MAI Implications On Australian Health Care – 6 April 1998

The Australian Doctors’ Fund has today called for Australians to be informed of any impact on their health care that will arise should Australia become a signatory to the Multilateral Agreement on Investment (MAI).

Advocates of the MAI are anxious to point out that the agreement would simply allow foreign investors to be treated in the same way as domestic investors, ie a level playing field which encourages foreign investment for the benefit of all.

However, critics of the MAI are ignoring these reassurances.

In Canada Professor Marjorie Cohen in her Ottowa (26 November 1997) presentation to the House of Commons Subcommittee discusses the consequences for the public sector and for Medicare (Canadian): “When governments are required to provide the same kinds offunding to both local non-profit health care providers and huge for-profit medical care firms, the ability to continue public health care will be impossibly expensive.”
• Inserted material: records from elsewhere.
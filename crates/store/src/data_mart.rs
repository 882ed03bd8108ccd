//! Rendering of structured business records into searchable text.
//!
//! Three record types have dedicated layouts; anything else falls back to a
//! `<Type> Data:` header followed by one `Key: value` line per field.
//! Keys are rendered in title case with underscores as spaces.

use serde_json::{Map, Value};

pub fn format_record(data_type: &str, data: &Map<String, Value>) -> String {
    match data_type {
        "business_metrics" => format_business_metrics(data),
        "user_analytics" => format_user_analytics(data),
        "gaming_data" => format_gaming_data(data),
        other => {
            let mut parts = vec![format!("{} Data:", title_case(other))];
            for (key, value) in data {
                parts.push(format!("{}: {}", title_case(key), display(value)));
            }
            parts.join("\n")
        }
    }
}

fn format_business_metrics(data: &Map<String, Value>) -> String {
    let mut parts = vec!["Business Metrics Report:".to_string()];
    for (metric, value) in data {
        parts.push(format!("- {}: {}", title_case(metric), display(value)));
    }
    parts.join("\n")
}

fn format_user_analytics(data: &Map<String, Value>) -> String {
    let mut parts = vec!["User Analytics Data:".to_string()];
    if let Some(Value::Object(metrics)) = data.get("engagement_metrics") {
        parts.push("Engagement Metrics:".into());
        for (metric, value) in metrics {
            parts.push(format!("  - {}: {}", title_case(metric), display(value)));
        }
    }
    if let Some(Value::Array(patterns)) = data.get("behavior_patterns") {
        parts.push("Behavior Patterns:".into());
        for pattern in patterns {
            parts.push(format!("  - {}", display(pattern)));
        }
    }
    parts.join("\n")
}

fn format_gaming_data(data: &Map<String, Value>) -> String {
    let mut parts = vec!["Gaming Data Analysis:".to_string()];
    if let Some(Value::Object(games)) = data.get("game_performance") {
        parts.push("Game Performance:".into());
        for (game, metrics) in games {
            parts.push(format!("  {game}:"));
            if let Value::Object(metrics) = metrics {
                for (metric, value) in metrics {
                    parts.push(format!("    - {}: {}", title_case(metric), display(value)));
                }
            }
        }
    }
    parts.join("\n")
}

/// `daily_active_users` → `Daily Active Users`.
pub fn title_case(key: &str) -> String {
    key.split('_')
        .filter(|w| !w.is_empty())
        .map(|word| {
            let mut chars = word.chars();
            match chars.next() {
                Some(first) => first.to_uppercase().chain(chars.flat_map(char::to_lowercase)).collect(),
                None => String::new(),
            }
        })
        .collect::<Vec<String>>()
        .join(" ")
}

fn display(value: &Value) -> String {
    match value {
        Value::String(s) => s.clone(),
        other => other.to_string(),
    }
}

#[cfg(test)]
mod tests {
    use super::*;
    use serde_json::json;

    fn object(v: Value) -> Map<String, Value> {
        match v {
            Value::Object(m) => m,
            _ => panic!("not an object"),
        }
    }

    #[test]
    fn business_metrics_layout() {
        let text = format_record(
            "business_metrics",
            &object(json!({"total_revenue": 1200000, "churn_rate": "2.1%"})),
        );
        assert_eq!(
            text,
            "Business Metrics Report:\n- Churn Rate: 2.1%\n- Total Revenue: 1200000"
        );
    }

    #[test]
    fn user_analytics_layout() {
        let text = format_record(
            "user_analytics",
            &object(json!({
                "engagement_metrics": {"daily_active_users": 5400},
                "behavior_patterns": ["weekend spikes"]
            })),
        );
        assert!(text.starts_with("User Analytics Data:\nEngagement Metrics:"));
        assert!(text.contains("  - Daily Active Users: 5400"));
        assert!(text.contains("Behavior Patterns:\n  - weekend spikes"));
    }

    #[test]
    fn gaming_data_layout() {
        let text = format_record(
            "gaming_data",
            &object(json!({"game_performance": {"Slots": {"avg_session_minutes": 14}}})),
        );
        assert_eq!(
            text,
            "Gaming Data Analysis:\nGame Performance:\n  Slots:\n    - Avg Session Minutes: 14"
        );
    }

    #[test]
    fn generic_layout() {
        let text = format_record("store_sales", &object(json!({"region": "EMEA"})));
        assert_eq!(text, "Store Sales Data:\nRegion: EMEA");
    }

    #[test]
    fn title_case_lowercases_tail() {
        assert_eq!(title_case("DAU_count"), "Dau Count");
        assert_eq!(title_case("__x__y"), "X Y");
    }
}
Executive Director of the Australian Doctors’ Fund, Mr Stephen Milgate, said “of immediate concern was the way in which the MAI could assist American Managed Health Care organisations, (who are finding it tougher to continue their practises in the United States in the fact of electoral and legislative backlash) to set up US style Managed Care in Australian private and public hospitals. In time much of our public hospital system could be in the hands of overseas owners, if the current moves towards privatisation and collocation continue without legislative protection”.

“The corporate ownership of Medicare subsidised health services such as radiology and pathology by private corporations is growing. Should these services, (which attract rebates approaching $2 billion annually) be sold to foreign interests then Medicare dollars will be flowing to the corporate boardrooms of overseas multinationals for distribution to shareholders”, Mr Milgate said.

The Australian Doctors’ Fund has also been told that the MAI proposals include plans to allow for legal redress by foreign investors to be conducted under an international legal provisions and not via the legal system of the country imposing the restrictions.

The Australian Doctors’ Fund supports calls by the MAI Community Awareness Campaign and others for a full open public debate on the implications of the MAI Treaty before Australia becomes a signatory.